July 24th, 2004

poor me

horror beyond telling

On a daily basis, the only thing that keeps me off the roof shouting out bad poetry symbolizing my inner-angst (with Sarah McLachlan sountrack accompanient, thank you) is my absolute terror of open heights. This is a thing--I like them, I like views of them, and the quickest way to make me lightheaded is to make me look down from one.

Also, because I have a sense of humor and sadly, I'm at least ten years out of being able to be *that* angsty on a daily basis. Stupid adulthood, destroying my drama.

Today, basically, the only thing keeping me groundlocked is the fact that I couldn't find a ladder.

Oh my *God*, I am being punished for something I did in my past life. I must have killed puppies or carried out some sort of nefarious plan involving earthworms, I have no idea, but--

My son, my neice, my step-nephew, and my step-neice are, quite honestly, born to a life of darkness and depravity. My rottten sister and husband are off at work, which I understand, that's how bills are paid, but that's really no excuse. It's--my final resort was taking them all outside and making them run circles in the yard.

Don't you *dare* laugh. You think of something better, just hit reply and tell me. Short of tying them up and leaving them out in a yard sale, I've run out of ideas.

And that plan is on the list, by the way.

They ran, though. They ran while I stared meaningfully at them, reminding them of oreo pie in the fridge, and they ran when they saw me threateningly wave my book at them, and then they ran more. They ran when I started chasing them desperately, and that's when I realized that I am *not* seven and these days, watching air move makes me tired. They ran until I felt, just maybe, I'd get them to sit still for a few minutes.

And they are still perky!!!

How is this even *possible*?

I have stated, often and regularly, that I do not want more children. My doctor is, unfairly, I think, not taking calls on weekends, or a tubal ligation would be happening, like in the morning.

Snip and dice away any possibility of this nightmare happening on a daily basis. I'm looking forward to work on Monday. It will get me away from them.

"Mommy--"

"Jenny--"

"JENN--"

"Aun'jenn--"

"JENNIFER--!"

It's like, whines in all flavors, and I'm changing my name to something hard to pronounce. My chips are gone, he won't share the video game, the doll is missing, the sky is falling, I'm getting chased by snakes, the world is ending--bah. If only I could get so lucky--

"MOMMY! HE'S NOT LETTING ME PLAY!"

"JENN! NEICE IS COVERED IN BLUE MARKER!"

"JENN, I WANT MORE SODA!"

Acutally, the blue marker thing was kind of funny, right up until I realized my sister probably expects her child to be in a similar condition to which she was left with me. To wit, not re-living the Pictish era of paganism. What I don't get is how she managed to paint both her arms, her cheeks, and her chest so thoroughly. Her hand-eye coordiation just sucks.

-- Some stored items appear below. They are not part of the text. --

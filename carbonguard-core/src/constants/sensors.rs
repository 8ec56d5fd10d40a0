//! Sensor Plausible Ranges
//!
//! Physical bounds for the in-situ sensor types deployed on blue-carbon and
//! forest projects. Readings outside these ranges are treated as sensor
//! faults, not environmental signal.
//!
//! Each type also carries a fixed jump threshold: the largest plausible
//! change between consecutive readings, in the type's own unit. It does not
//! scale with the window's standard deviation; spread-relative deviation is
//! covered by the aggregator's `outlier_sigma` check instead.

// ===== DISSOLVED OXYGEN =====

/// Minimum plausible dissolved oxygen (mg/L).
///
/// Below this coastal water is hypoxic; sustained readings indicate probe fouling.
pub const DISSOLVED_OXYGEN_MIN_MG_L: f64 = 3.0;

/// Maximum plausible dissolved oxygen (mg/L).
pub const DISSOLVED_OXYGEN_MAX_MG_L: f64 = 10.0;

/// Largest plausible change between consecutive dissolved oxygen readings (mg/L).
pub const DISSOLVED_OXYGEN_JUMP_MG_L: f64 = 2.0;

// ===== TEMPERATURE =====

/// Minimum plausible water/soil temperature (°C).
pub const TEMPERATURE_MIN_C: f64 = 0.0;

/// Maximum plausible water/soil temperature (°C).
pub const TEMPERATURE_MAX_C: f64 = 40.0;

/// Largest plausible change between consecutive temperature readings (°C).
pub const TEMPERATURE_JUMP_C: f64 = 5.0;

// ===== SALINITY =====

/// Minimum plausible salinity (PSU).
pub const SALINITY_MIN_PSU: f64 = 0.0;

/// Maximum plausible salinity (PSU).
pub const SALINITY_MAX_PSU: f64 = 40.0;

/// Largest plausible change between consecutive salinity readings (PSU).
pub const SALINITY_JUMP_PSU: f64 = 5.0;

// ===== PH =====

/// Minimum plausible pH for estuarine water.
pub const PH_MIN: f64 = 6.5;

/// Maximum plausible pH for estuarine water.
pub const PH_MAX: f64 = 8.5;

/// Largest plausible change between consecutive pH readings.
pub const PH_JUMP: f64 = 0.5;

// ===== CO2 FLUX =====

/// Minimum plausible CO2 flux (µmol/m²/s).
pub const CO2_FLUX_MIN: f64 = 0.0;

/// Maximum plausible CO2 flux (µmol/m²/s).
pub const CO2_FLUX_MAX: f64 = 200.0;

/// Largest plausible change between consecutive CO2 flux readings.
pub const CO2_FLUX_JUMP: f64 = 50.0;

// ===== AGGREGATION =====

/// Derating factor applied to the valid-reading fraction to reflect drift.
pub const DRIFT_DERATING: f64 = 0.95;

/// Standard deviations from the mean that mark a reading as an outlier.
pub const OUTLIER_SIGMA: f64 = 3.0;
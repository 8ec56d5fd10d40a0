//! Validation Scoring Thresholds
//!
//! Cut-offs used by the validation pipeline and the cross-source validator.
//! All scores are on a 0-100 scale.

// ===== DATA VALIDATION =====

/// Minimum quality score for a result to be valid.
pub const QUALITY_VALID_THRESHOLD: f64 = 70.0;

/// Minimum quality score for a valid result to be approved without review.
pub const QUALITY_APPROVE_THRESHOLD: f64 = 85.0;

/// Minimum quality score for an invalid result to ask for more data
/// instead of being rejected.
pub const QUALITY_MORE_DATA_THRESHOLD: f64 = 60.0;

// ===== SATELLITE RULES =====

/// Sample confidence (%) every satellite index sample must reach.
///
/// Inclusive: a sample at exactly this value passes. Auto-fix floors
/// confidences at this value, so fixed data must validate.
pub const MIN_INDEX_CONFIDENCE: f64 = 70.0;

/// Lower bound of plausible vegetation cover change vs. baseline (%).
pub const COVER_CHANGE_MIN_PCT: f64 = -50.0;

/// Upper bound of plausible vegetation cover change vs. baseline (%).
pub const COVER_CHANGE_MAX_PCT: f64 = 30.0;

/// Upper bound of plausible biomass (t/ha).
pub const MAX_BIOMASS_T_HA: f64 = 500.0;

/// Maximum acceptable cloud/obstruction cover (%).
pub const MAX_CLOUD_COVER_PCT: f64 = 30.0;

/// Minimum acceptable completeness (%).
pub const MIN_COMPLETENESS_PCT: f64 = 60.0;

// ===== SENSOR RULES =====

/// Mean reading confidence (%) a sensor series must exceed.
pub const MIN_SENSOR_CONFIDENCE: f64 = 50.0;

/// Maximum age of the newest reading before a warning (days).
pub const MAX_READING_AGE_DAYS: i64 = 7;

/// Maximum age of the newest reading before an info notice (hours).
pub const FRESH_READING_AGE_HOURS: i64 = 24;

// ===== CROSS-SOURCE =====

/// Starting consistency score before discrepancies are deducted.
pub const CONSISTENCY_START: f64 = 100.0;

/// Minimum consistency score for sources to count as mutually consistent.
pub const CONSISTENCY_VALID_THRESHOLD: f64 = 70.0;

/// Satellite health above which a poor sensor signal is a discrepancy.
pub const HEALTHY_SATELLITE_THRESHOLD: f64 = 70.0;

/// Factor that rescales a sensor mean onto the 0-100 health basis.
pub const SENSOR_HEALTH_SCALE: f64 = 20.0;

/// Rescaled sensor health below which the sensor signal is poor.
pub const POOR_PROXY_HEALTH: f64 = 5.0;

/// Points deducted for a health disagreement.
pub const HEALTH_DISCREPANCY_PENALTY: f64 = 15.0;

/// Points deducted for a temporal misalignment.
pub const TEMPORAL_DISCREPANCY_PENALTY: f64 = 5.0;

// ===== ANOMALY CORROBORATION =====

/// Confidence (%) below which an uncorroborated anomaly is dropped.
pub const CORROBORATION_CONFIDENCE_FLOOR: f64 = 60.0;

/// Relative value agreement required for two reports to corroborate.
pub const CORROBORATION_VALUE_TOLERANCE: f64 = 0.2;

/// Independent sources needed to corroborate an anomaly.
pub const MIN_CORROBORATING_SOURCES: usize = 2;
//! Monitoring configuration
//!
//! Every stage config has a `Default` built from [`crate::constants`], and
//! every field is optional in JSON, so a document only needs the values it
//! overrides:
//!
//! ```rust
//! use carbonguard_core::MonitoringConfig;
//!
//! let config = MonitoringConfig::from_json_str(r#"{
//!     "crossSource": { "sensorHealthScale": 12.5 },
//!     "validation": { "approveThreshold": 90.0 }
//! }"#).unwrap();
//!
//! assert_eq!(config.cross_source.sensor_health_scale, 12.5);
//! assert_eq!(config.satellite.index_cadence_days, 10);
//! ```

use std::fs;
use std::path::Path;

use serde::{Deserialize, Serialize};

use crate::constants::time::MAX_CONFIG_SPAN_DAYS;
use crate::cross_source::CrossSourceConfig;
use crate::errors::{MonitoringError, MonitoringResult};
use crate::readiness::ReadinessConfig;
use crate::satellite::SatelliteConfig;
use crate::sensor::AggregatorConfig;
use crate::validation::ValidationConfig;

/// Configuration of every core stage
#[derive(Debug, Clone, Default, PartialEq, Serialize, Deserialize)]
#[serde(default, rename_all = "camelCase")]
pub struct MonitoringConfig {
    pub satellite: SatelliteConfig,
    pub sensor: AggregatorConfig,
    pub validation: ValidationConfig,
    pub cross_source: CrossSourceConfig,
    pub readiness: ReadinessConfig,
}

impl MonitoringConfig {
    /// Parse a JSON document and check it with [`validate`](Self::validate)
    pub fn from_json_str(json: &str) -> MonitoringResult<Self> {
        let config: Self = serde_json::from_str(json).map_err(|e| MonitoringError::Config(e.to_string()))?;
        config.validate()?;
        Ok(config)
    }

    pub fn from_path(path: impl AsRef<Path>) -> MonitoringResult<Self> {
        let path = path.as_ref();
        let text = fs::read_to_string(path)
            .map_err(|e| MonitoringError::Config(format!("{}: {}", path.display(), e)))?;
        Self::from_json_str(&text)
    }

    /// Reject cadences and reading ages outside `1..=MAX_CONFIG_SPAN_DAYS` days
    pub fn validate(&self) -> MonitoringResult<()> {
        let spans = [
            ("satellite.indexCadenceDays", self.satellite.index_cadence_days, 1),
            ("satellite.radarCadenceDays", self.satellite.radar_cadence_days, 1),
            ("validation.maxReadingAgeDays", self.validation.max_reading_age_days, 1),
            ("validation.freshReadingAgeHours", self.validation.fresh_reading_age_hours, 24),
        ];
        for (field, value, units_per_day) in spans {
            if !(1..=MAX_CONFIG_SPAN_DAYS * units_per_day).contains(&value) {
                return Err(MonitoringError::Config(format!(
                    "{} = {} is outside 1..={}",
                    field,
                    value,
                    MAX_CONFIG_SPAN_DAYS * units_per_day
                )));
            }
        }
        Ok(())
    }

    pub fn to_json_string(&self) -> MonitoringResult<String> {
        serde_json::to_string_pretty(self).map_err(|e| MonitoringError::Config(e.to_string()))
    }
}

Did I mention they broke the footboard of my sister's bed earlier this week?

*warm satisfaction* It almost makes up for the fact that I had to wash my sheets *twice* to get teh marker out of them. Thank God and Crayola that they were the washable kind. I won't even mention teh state my jeans are in. Or my nerves. Or my hands. Or my broken nails.

I want to sell them on ebay. How much do you think I could make, anyway?

This message is brought to you in a fit of hysteria. If I'm not ever around again, well, can you *blame* me for my newfound appreciation of sheep herding in the upper reaches of Tibet? Really?